Un tipo de mi edad, con la barba muy poblada me pide un cigarrillo. Veo
que recoge colillas del suelo y desmigaja lo que queda. Hace años que leyó La
Colmena en el Instituto y aquellas viejas novelas que firmaban los escritores
de verdad, con apellidos de verdad, como Torcuato Luca de Tena, la feria de los años cincuenta, cuando cada
año el Caudillo alargaba un año más la posguerra y los cigarrillos, igual que
ahora, se compraban sueltos en los cafés y se disfrutaban con pena, sin tener
que salir a la calle a fumarlos.
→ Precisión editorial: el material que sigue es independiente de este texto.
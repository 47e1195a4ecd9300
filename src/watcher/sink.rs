use std::sync::{Arc, Mutex};

use crate::watcher::event::Record;

/// Destination for dispatched records.
///
/// Writes are fire-and-forget: the dispatcher never waits on an acknowledgement,
/// and a failing sink is expected to deal with the failure itself.
pub trait LogSink: Send + 'static {
    fn record(&mut self, record: Record);
}

impl<S: LogSink + ?Sized> LogSink for Box<S> {
    fn record(&mut self, record: Record) {
        (**self).record(record)
    }
}

/// Writes every record through `tracing` under [`WATCH_TARGET`](crate::logging::WATCH_TARGET):
/// events at `info`, errors at `error`.
#[derive(Debug, Clone, Copy, Default)]
pub struct TracingSink;

impl LogSink for TracingSink {
    fn record(&mut self, record: Record) {
        match record {
            Record::Event(event) => crate::watch_event!(INFO, "sink", "event", "{event}"),
            Record::Error(error) => crate::watch_event!(ERROR, "sink", "error", "{error}"),
        }
    }
}

/// Keeps records in memory, in arrival order.
///
/// Clones share the same buffer, so one clone can be handed to a dispatcher while
/// another is used to read what was recorded.
#[derive(Debug, Clone, Default)]
pub struct MemorySink {
    records: Arc<Mutex<Vec<Record>>>,
}

impl MemorySink {
    pub fn new() -> Self {
        Self::default()
    }

    /// Snapshot of everything recorded so far.
    pub fn records(&self) -> Vec<Record> {
        self.lock().clone()
    }

    pub fn len(&self) -> usize {
        self.lock().len()
    }

    pub fn is_empty(&self) -> bool {
        self.lock().is_empty()
    }

    fn lock(&self) -> std::sync::MutexGuard<'_, Vec<Record>> {
        // A panic while holding the lock cannot leave the Vec half-written.
        self.records.lock().unwrap_or_else(|poisoned| poisoned.into_inner())
    }
}

impl LogSink for MemorySink {
    fn record(&mut self, record: Record) {
        self.lock().push(record);
    }
}
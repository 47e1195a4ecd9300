//! Single-path filesystem watching.
//!
//! ```text
//! WatchSource ──events──┐
//!                       ├─> Dispatcher ──> LogSink
//! WatchSource ──errors──┘        │
//!                                └─ DoneGuard ─> WaitGroup ─> WatcherService::run returns
//! ```

pub mod dispatch;
pub mod event;
pub mod service;
pub mod sink;
pub mod source;

pub use dispatch::{DispatchReport, DispatchState, Dispatcher, StopReason};
pub use event::{ChangeKind, FsError, FsEvent, Record, RecordKind};
pub use service::{StopHandle, WatcherService};
pub use sink::{LogSink, MemorySink, TracingSink};
pub use source::{ChannelFeed, ChannelSource, NotifySource, WatchSource, WatchStreams};
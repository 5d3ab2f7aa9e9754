//! Create `pedido` table.
//! Orders belong to a client (required) and optionally to a priority.
use sea_orm_migration::{prelude::*, schema::*};

#[derive(DeriveMigrationName)]
pub struct Migration;

#[async_trait::async_trait]
impl MigrationTrait for Migration {
    async fn up(&self, manager: &SchemaManager) -> Result<(), DbErr> {
        manager
            .create_table(
                Table::create()
                    .table(Pedido::Table)
                    .if_not_exists()
                    .col(ColumnDef::new(Pedido::Id).big_integer().not_null().auto_increment().primary_key())
                    .col(big_integer(Pedido::ClienteId).not_null())
                    .col(big_integer_null(Pedido::PrioridadId))
                    .col(timestamp_with_time_zone(Pedido::FechaPedido).not_null())
                    .col(timestamp_with_time_zone_null(Pedido::FechaEntrega))
                    .col(string_len(Pedido::EstadoPedido, 16).not_null())
                    .col(ColumnDef::new(Pedido::MontoTotal).decimal_len(12, 2).not_null())
                    .col(string_len(Pedido::MetodoPago, 32).not_null())
                    .col(string_len(Pedido::DireccionEnvio, 255).not_null())
                    .col(timestamp_with_time_zone(Pedido::FechaModificacion).not_null())
                    .col(string_len_null(Pedido::NumeroSeguimiento, 64))
                    .foreign_key(
                        ForeignKey::create()
                            .name("fk_pedido_cliente")
                            .from(Pedido::Table, Pedido::ClienteId)
                            .to(Cliente::Table, Cliente::Id)
                            .on_delete(ForeignKeyAction::Restrict)
                            .on_update(ForeignKeyAction::Cascade),
                    )
                    .foreign_key(
                        ForeignKey::create()
                            .name("fk_pedido_prioridad")
                            .from(Pedido::Table, Pedido::PrioridadId)
                            .to(Prioridad::Table, Prioridad::Id)
                            .on_delete(ForeignKeyAction::SetNull)
                            .on_update(ForeignKeyAction::Cascade),
                    )
                    .to_owned(),
            )
            .await
    }

    async fn down(&self, manager: &SchemaManager) -> Result<(), DbErr> {
        manager.drop_table(Table::drop().table(Pedido::Table).to_owned()).await
    }
}

#[derive(DeriveIden)]
enum Pedido {
    Table,
    Id,
    ClienteId,
    PrioridadId,
    FechaPedido,
    FechaEntrega,
    EstadoPedido,
    MontoTotal,
    MetodoPago,
    DireccionEnvio,
    FechaModificacion,
    NumeroSeguimiento,
}

#[derive(DeriveIden)]
enum Cliente { Table, Id }

#[derive(DeriveIden)]
enum Prioridad { Table, Id }

/// CRUD round trips against PostgreSQL (skipped without `DATABASE_URL`)
pub mod crud_tests;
En sus buenos tiempos, este recogedor de
colillas del Retiro, había asistido al teatro a ver dramas de Marsillach, en
los que siempre había un cadáver que nunca terminaba de morir ni de resucitar,
dramas que mordían como perros sin dientes, como recuerdos de adolescentes
violentos y que nunca más se han vuelto a reponer, quizá porque Marsillach
siempre dejaba algo de saliva en los labios. Esas lecturas y esas visiones
dramáticas le pasan ahora factura al tipo de la barba poblada. Después de que
terminara la posguerra y la SEAT comenzara a fabricar utilitarios en la Zona
Franca de Barcelona, la gente se relajó hasta mear bien, los hijos heredaron
los zapatos, algunos de ellos remendados por zapateros cojos, los trajes grises
de sus padres, arreglados por las madres, para asistir a clases en la
Universidad, con la esperanza de verles licenciados en Derecho, Económicas o
Arquitectos y contárselo a los vecinos a través de la ventana del patio interior,
por lo de dar envidia que es el último motor español. No veo a ninguna Infanta,
a ningún líder republicano, no están los cineastas, los antiguos ministros de
cultura, solo paseantes, profesoras de instituto, maestras a punto de terminar
el año lectivo y darse a la locura de julio y agosto, empezar de nuevo a buscar novio río arriba
como los salmones, con las tetas más vacías de leche que nunca.
La Feria. Firmo dos
horas en la Caseta 322 de la Feria de Libros de Madrid, la feria de libros más
importante de España. Es la caseta que comparten con mucho esfuerzo mis
editores de Playa de Akaba, con otros dos editores de los que nunca he oído
hablar, ni leído sus libros. Firmo Tierra de invierno en pleno verano
madrileño. Me sitúo en el burladero, a resguardo de las colillas, las carretas,
los falsos ministros, los viejos dioses, los perros sin dientes y veo a los que
miran desde la distancia y van calibrando el percal, miro a los que se acercan
y buscan sin encontrar el traje, las cuerdas de la tramoya, la bóveda celeste y
anuncian por megafonía que firmo libros aquí donde estoy. Es lo mejor, escuchar
tu nombre en la megafonía, ver tu nombre escrito en las redes sociales y
sentirte invisible, incluso hasta el punto de dejar a Elías Gorostiaga y salir
de la caseta para ver el efecto que me produce, para poder mirar sin que nadie
moleste, sin encontrar los ojos de los paseantes, que nadie te pida que le
dediques tu libro. Por eso estoy ahí, acompañado por Margarita la protagonista
de la novela de Ana María Trillo, que conoce bien Madrid y a los madrileños y
sus costumbres, que son las de todos, porque en Madrid nadie es de Madrid, ni
siquiera en La Feria. Por el rabillo del ojo, miro como Margarita saca el
plumero y limpia el polvo de los libros, con cierta picardía o pecadillo. Y
también para comerme un cocido junto a Francisco Umbral, unos huevos con
patatas fritas y unos callos con chorizo en cualquier taberna de Lavapiés y vino,
mucho vino de un pueblo del Manzanares que no recuerdo.
En todo caso por si
todo esto fuera mentira y dado que hoy es jueves cuatro de junio y son las ocho
y media de la tarde, el sábado seis de junio, llegaré en Ave a Madrid, por si
tengo que cambiar algo de esta crónica.